The possible effect of human follicular fluid(hFF) on the growth and development of fertilized oocytes and embryos is important because the fallopian tubes are exposed to FF after follicular rupture and the processes of fertilization and embryo cleavage occur inside the fallopian tubes. Previously, it was suggested that human FF might adversely affect on the development of early mouse embryos. In order to investigate the effect of hFF on the development of embryos, early mouse embryos were cultured in media containing various protein sources as bovine serum albumin(BSA), fetal cord serum(FCS) and FF. And we evaluated the development of early mouse embryos in terms of the morphology, cleavage rate, and cell count of blastcysts. There were no significant differences in the morula and blstocyst formation rates of 2-cell mouse embryos cultured in the media containg three different protein sources and three different concentrations of FF. The blastocyst formation rate of 1-cell mouse embryo cultured in FF group was significantly higher than that cultured in BSA group(P<0.05). The morula and blastocyst formation rates of 2-cell mouse embryos of the group cultured in the media containing FF were comparable with those of other two groups, in addition, the cell count of blastocysts of FF group in the 2-cell embryo culture was higher than those of BSA group and HCS group(P<0.01), and this finding was also noted in 1-cell embryo culture.
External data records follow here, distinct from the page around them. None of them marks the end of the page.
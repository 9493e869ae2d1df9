use crate::agents::project_scanner::RUNTIME_PIN;
use crate::changes::RuntimePinFile;
use crate::error::{PipupError, Result};
use crate::version::Version;
use quick_xml::de::from_str;
use reqwest::blocking::Client;
use serde::Deserialize;
use std::fs;
use std::path::{Path, PathBuf};
use std::time::Duration;

pub const RUNTIME_LISTING_URL: &str = "https://heroku-buildpack-python.s3.us-east-1.amazonaws.com";

const BUILD_PREFIX: &str = "python-";
const BUILD_PLATFORM: &str = "-ubuntu-22.04-";

/// RuntimePinAgent moves `.python-version` to the newest published runtime
/// build.
pub struct RuntimePinAgent {
    client: Client,
    project_path: PathBuf,
    listing_url: String,
}

#[derive(Debug, Deserialize)]
struct ListBucketResult {
    #[serde(rename = "Contents", default)]
    contents: Vec<Contents>,
}

#[derive(Debug, Deserialize)]
struct Contents {
    #[serde(rename = "Key")]
    key: String,
}

impl RuntimePinAgent {
    pub fn new<P: AsRef<Path>>(project_path: P) -> Result<Self> {
        let client = Client::builder()
            .timeout(Duration::from_secs(10))
            .user_agent(concat!("pipup/", env!("CARGO_PKG_VERSION")))
            .build()
            .map_err(|e| PipupError::request(RUNTIME_LISTING_URL, e))?;

        Ok(Self {
            client,
            project_path: project_path.as_ref().to_path_buf(),
            listing_url: RUNTIME_LISTING_URL.to_string(),
        })
    }

    /// Returns the changed pin file, or `None` when the pin is current or no
    /// build could be found.
    pub fn bump(&self) -> Result<Option<RuntimePinFile>> {
        let current = fs::read_to_string(self.project_path.join(RUNTIME_PIN))?
            .trim()
            .to_string();

        let Some(latest) = self.latest_release()? else {
            tracing::warn!("No runtime builds found at {}", self.listing_url);
            return Ok(None);
        };

        if latest == current {
            tracing::info!("{RUNTIME_PIN} is up to date ({current})");
            return Ok(None);
        }

        tracing::info!("Bumping {RUNTIME_PIN}: {current} -> {latest}");
        Ok(Some(RuntimePinFile::new(RUNTIME_PIN, current, latest)))
    }

    fn latest_release(&self) -> Result<Option<String>> {
        tracing::debug!("Fetching: {}", self.listing_url);
        let response = self
            .client
            .get(&self.listing_url)
            .send()
            .map_err(|e| PipupError::request(&self.listing_url, e))?;

        let status = response.status();
        if !status.is_success() {
            return Err(PipupError::Transport {
                url: self.listing_url.clone(),
                status: status.as_u16(),
            });
        }

        let text = response
            .text()
            .map_err(|e| PipupError::invalid_response(&self.listing_url, e))?;
        latest_from_listing(&text).map_err(|e| PipupError::invalid_response(&self.listing_url, e))
    }
}

/// Highest runtime version among `python-<version>-ubuntu-22.04-*` keys of
/// an S3 bucket listing.
pub fn latest_from_listing(xml: &str) -> std::result::Result<Option<String>, quick_xml::DeError> {
    let listing: ListBucketResult = from_str(xml)?;

    let latest = listing
        .contents
        .iter()
        .filter_map(|entry| {
            let file_name = entry.key.rsplit('/').next()?;
            if !file_name.starts_with(BUILD_PREFIX) || !file_name.contains(BUILD_PLATFORM) {
                return None;
            }
            Version::parse(file_name.split('-').nth(1)?).ok()
        })
        .max();

    Ok(latest.map(|v| v.to_string()))
}

#[cfg(test)]
mod tests {
    use super::*;

    const LISTING: &str = r#"<?xml version="1.0" encoding="UTF-8"?>
<ListBucketResult xmlns="http://s3.amazonaws.com/doc/2006-03-01/">
  <Name>heroku-buildpack-python</Name>
  <IsTruncated>false</IsTruncated>
  <Contents><Key>python-3.11.4-ubuntu-22.04-amd64.tar.zst</Key><Size>1</Size></Contents>
  <Contents><Key>python-3.12.1-ubuntu-22.04-arm64.tar.zst</Key><Size>1</Size></Contents>
  <Contents><Key>python-3.13.0-ubuntu-24.04-amd64.tar.zst</Key><Size>1</Size></Contents>
  <Contents><Key>heroku-22/runtimes/python-3.12.10-ubuntu-22.04-amd64.tar.zst</Key></Contents>
  <Contents><Key>pypy-3.12.2-ubuntu-22.04-amd64.tar.zst</Key></Contents>
  <Contents><Key>python-3.14.0rc1-ubuntu-22.04-amd64.tar.zst</Key></Contents>
</ListBucketResult>"#;

    #[test]
    fn picks_highest_matching_build() {
        assert_eq!(
            latest_from_listing(LISTING).unwrap().as_deref(),
            Some("3.14.0rc1")
        );
    }

    #[test]
    fn ignores_other_platforms() {
        let xml = r#"<ListBucketResult>
  <Contents><Key>python-3.13.0-ubuntu-24.04-amd64.tar.zst</Key></Contents>
  <Contents><Key>python-3.12.10-ubuntu-22.04-amd64.tar.zst</Key></Contents>
  <Contents><Key>python-3.12.9-ubuntu-22.04-amd64.tar.zst</Key></Contents>
</ListBucketResult>"#;
        assert_eq!(latest_from_listing(xml).unwrap().as_deref(), Some("3.12.10"));
    }

    #[test]
    fn empty_listing_has_no_release() {
        assert_eq!(latest_from_listing("<ListBucketResult></ListBucketResult>").unwrap(), None);
    }
}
There was no difference in the morula and blastocyst formation rates of the 2-cell mouse embryos cultured in the media containing different concentrations of FF. These results suggest that mature human follicular fluid has no inhibitory activity on the development of early mouse embryos even in high concentration and may be a good protein source which is positively associated with the development of mouse embryos in vitro especially in 1 cell embryo culture.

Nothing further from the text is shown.